• [ACTION ITEM]: The result should be every line in the data below that carries the string "hint".

• [RECORDS]:
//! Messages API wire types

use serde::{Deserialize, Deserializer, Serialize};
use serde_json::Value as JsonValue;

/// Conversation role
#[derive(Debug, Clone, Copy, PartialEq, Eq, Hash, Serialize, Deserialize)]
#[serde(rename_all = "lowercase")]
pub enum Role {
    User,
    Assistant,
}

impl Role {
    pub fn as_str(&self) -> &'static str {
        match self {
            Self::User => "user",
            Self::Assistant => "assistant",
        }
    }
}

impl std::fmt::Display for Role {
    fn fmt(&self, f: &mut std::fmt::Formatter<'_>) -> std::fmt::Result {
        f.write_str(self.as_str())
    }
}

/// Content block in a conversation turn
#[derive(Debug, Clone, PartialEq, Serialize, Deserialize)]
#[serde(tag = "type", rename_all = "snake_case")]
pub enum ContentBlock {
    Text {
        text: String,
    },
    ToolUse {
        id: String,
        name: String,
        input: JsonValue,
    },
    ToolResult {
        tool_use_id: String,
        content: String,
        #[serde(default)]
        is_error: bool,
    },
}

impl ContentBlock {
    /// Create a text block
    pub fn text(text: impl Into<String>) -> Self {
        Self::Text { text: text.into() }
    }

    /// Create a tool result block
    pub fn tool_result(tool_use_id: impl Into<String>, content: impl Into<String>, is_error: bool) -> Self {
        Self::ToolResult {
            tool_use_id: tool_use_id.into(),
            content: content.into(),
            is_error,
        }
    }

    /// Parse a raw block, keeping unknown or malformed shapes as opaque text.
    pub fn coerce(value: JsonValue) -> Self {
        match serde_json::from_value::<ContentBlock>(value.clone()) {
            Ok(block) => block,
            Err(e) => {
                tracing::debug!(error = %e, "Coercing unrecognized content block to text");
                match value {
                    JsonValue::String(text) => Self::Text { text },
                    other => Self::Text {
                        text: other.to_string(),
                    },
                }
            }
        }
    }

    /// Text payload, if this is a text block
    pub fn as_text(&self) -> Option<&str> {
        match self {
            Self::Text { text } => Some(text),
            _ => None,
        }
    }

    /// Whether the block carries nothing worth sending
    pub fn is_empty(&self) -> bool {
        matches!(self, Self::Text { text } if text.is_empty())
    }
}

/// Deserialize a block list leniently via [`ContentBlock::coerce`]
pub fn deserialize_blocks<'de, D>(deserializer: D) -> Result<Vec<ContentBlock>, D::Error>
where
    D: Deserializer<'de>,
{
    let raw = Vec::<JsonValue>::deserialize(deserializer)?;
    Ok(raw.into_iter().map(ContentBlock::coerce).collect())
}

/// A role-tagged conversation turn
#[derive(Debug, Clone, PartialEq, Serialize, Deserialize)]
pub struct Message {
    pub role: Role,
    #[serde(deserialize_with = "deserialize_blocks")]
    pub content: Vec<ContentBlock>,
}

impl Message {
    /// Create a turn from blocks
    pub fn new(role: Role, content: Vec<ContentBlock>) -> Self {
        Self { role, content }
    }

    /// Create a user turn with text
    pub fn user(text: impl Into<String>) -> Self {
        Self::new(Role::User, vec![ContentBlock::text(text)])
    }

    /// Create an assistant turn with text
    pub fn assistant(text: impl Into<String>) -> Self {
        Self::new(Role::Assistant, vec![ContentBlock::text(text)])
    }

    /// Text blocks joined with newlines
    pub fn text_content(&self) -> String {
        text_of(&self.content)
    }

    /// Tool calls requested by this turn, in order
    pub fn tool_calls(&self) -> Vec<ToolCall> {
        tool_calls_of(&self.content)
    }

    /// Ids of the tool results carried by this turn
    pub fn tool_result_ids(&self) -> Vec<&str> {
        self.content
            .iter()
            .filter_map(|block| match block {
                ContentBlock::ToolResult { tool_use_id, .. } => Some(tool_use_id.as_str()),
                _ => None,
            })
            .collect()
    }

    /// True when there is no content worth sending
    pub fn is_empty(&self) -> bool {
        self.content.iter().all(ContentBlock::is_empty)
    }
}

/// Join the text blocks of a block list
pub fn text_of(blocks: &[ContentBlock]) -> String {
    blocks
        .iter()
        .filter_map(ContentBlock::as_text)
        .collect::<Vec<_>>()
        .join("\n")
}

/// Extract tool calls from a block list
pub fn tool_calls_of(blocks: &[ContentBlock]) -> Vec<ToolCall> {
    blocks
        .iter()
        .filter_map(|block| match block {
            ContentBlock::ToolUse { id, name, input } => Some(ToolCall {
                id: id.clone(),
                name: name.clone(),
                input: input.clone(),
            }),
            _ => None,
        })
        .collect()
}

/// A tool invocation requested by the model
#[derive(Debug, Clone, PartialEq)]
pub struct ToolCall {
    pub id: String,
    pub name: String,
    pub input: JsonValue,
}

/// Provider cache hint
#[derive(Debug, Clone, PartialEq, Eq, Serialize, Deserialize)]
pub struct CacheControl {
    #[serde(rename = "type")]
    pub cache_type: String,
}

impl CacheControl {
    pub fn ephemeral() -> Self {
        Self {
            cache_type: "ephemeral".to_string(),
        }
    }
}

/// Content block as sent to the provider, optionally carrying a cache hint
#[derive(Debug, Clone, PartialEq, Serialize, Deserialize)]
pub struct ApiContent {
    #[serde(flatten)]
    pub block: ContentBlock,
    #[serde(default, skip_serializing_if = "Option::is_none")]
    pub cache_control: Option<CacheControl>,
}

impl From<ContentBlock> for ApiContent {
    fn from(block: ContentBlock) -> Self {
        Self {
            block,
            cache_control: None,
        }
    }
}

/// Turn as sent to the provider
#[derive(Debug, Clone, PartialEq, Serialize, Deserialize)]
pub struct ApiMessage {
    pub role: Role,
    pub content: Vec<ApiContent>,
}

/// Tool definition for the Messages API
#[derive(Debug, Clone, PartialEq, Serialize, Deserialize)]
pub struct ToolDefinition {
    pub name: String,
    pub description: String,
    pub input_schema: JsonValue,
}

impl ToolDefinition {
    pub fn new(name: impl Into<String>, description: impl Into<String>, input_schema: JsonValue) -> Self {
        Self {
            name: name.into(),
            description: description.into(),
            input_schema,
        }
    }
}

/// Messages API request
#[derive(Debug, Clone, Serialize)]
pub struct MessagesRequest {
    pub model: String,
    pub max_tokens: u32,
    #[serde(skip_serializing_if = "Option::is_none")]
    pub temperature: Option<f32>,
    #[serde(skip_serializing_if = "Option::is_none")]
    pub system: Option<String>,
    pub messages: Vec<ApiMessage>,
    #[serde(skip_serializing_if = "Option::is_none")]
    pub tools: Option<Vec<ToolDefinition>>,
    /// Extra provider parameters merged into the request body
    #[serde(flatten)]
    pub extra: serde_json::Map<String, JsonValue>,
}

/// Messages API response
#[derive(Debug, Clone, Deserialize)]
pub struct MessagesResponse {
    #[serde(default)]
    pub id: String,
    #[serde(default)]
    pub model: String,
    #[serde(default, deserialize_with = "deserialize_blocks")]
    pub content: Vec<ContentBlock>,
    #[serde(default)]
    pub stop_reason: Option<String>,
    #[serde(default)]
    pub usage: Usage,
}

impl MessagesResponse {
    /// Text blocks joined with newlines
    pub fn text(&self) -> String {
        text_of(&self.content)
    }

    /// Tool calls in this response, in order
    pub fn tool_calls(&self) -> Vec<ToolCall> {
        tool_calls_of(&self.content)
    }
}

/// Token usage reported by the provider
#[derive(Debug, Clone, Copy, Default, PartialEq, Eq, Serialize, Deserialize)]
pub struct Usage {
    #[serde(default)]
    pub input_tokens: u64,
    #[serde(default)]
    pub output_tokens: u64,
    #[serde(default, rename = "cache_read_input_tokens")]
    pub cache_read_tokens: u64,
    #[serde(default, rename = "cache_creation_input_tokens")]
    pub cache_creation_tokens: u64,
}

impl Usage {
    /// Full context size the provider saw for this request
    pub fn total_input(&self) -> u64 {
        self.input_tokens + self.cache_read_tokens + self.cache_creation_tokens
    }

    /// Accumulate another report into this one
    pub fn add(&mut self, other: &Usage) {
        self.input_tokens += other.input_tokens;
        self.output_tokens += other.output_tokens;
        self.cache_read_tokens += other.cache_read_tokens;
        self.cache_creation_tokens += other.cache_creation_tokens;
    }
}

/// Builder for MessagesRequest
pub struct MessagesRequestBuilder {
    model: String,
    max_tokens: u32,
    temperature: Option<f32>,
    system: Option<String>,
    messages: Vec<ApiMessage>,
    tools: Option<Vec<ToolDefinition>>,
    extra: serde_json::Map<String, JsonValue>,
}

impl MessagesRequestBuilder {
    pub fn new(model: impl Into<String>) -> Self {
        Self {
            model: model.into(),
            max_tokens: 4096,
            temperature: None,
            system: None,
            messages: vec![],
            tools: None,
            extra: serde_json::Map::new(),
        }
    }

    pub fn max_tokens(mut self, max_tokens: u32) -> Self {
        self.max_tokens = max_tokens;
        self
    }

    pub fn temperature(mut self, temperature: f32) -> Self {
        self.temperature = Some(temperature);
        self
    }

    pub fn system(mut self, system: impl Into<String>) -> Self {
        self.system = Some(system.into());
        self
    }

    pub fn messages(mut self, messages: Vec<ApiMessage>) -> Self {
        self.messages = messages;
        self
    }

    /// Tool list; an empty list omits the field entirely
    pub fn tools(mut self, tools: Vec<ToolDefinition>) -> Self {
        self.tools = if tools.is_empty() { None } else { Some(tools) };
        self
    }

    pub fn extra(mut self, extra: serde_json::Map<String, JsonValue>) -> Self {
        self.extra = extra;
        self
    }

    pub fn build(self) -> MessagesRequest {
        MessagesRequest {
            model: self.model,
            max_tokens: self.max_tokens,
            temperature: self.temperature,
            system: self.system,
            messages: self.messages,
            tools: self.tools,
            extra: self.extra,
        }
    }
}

• [RESULT FOR THIS EXERCISE]:
/// Provider cache hint
/// Content block as sent to the provider, optionally carrying a cache hint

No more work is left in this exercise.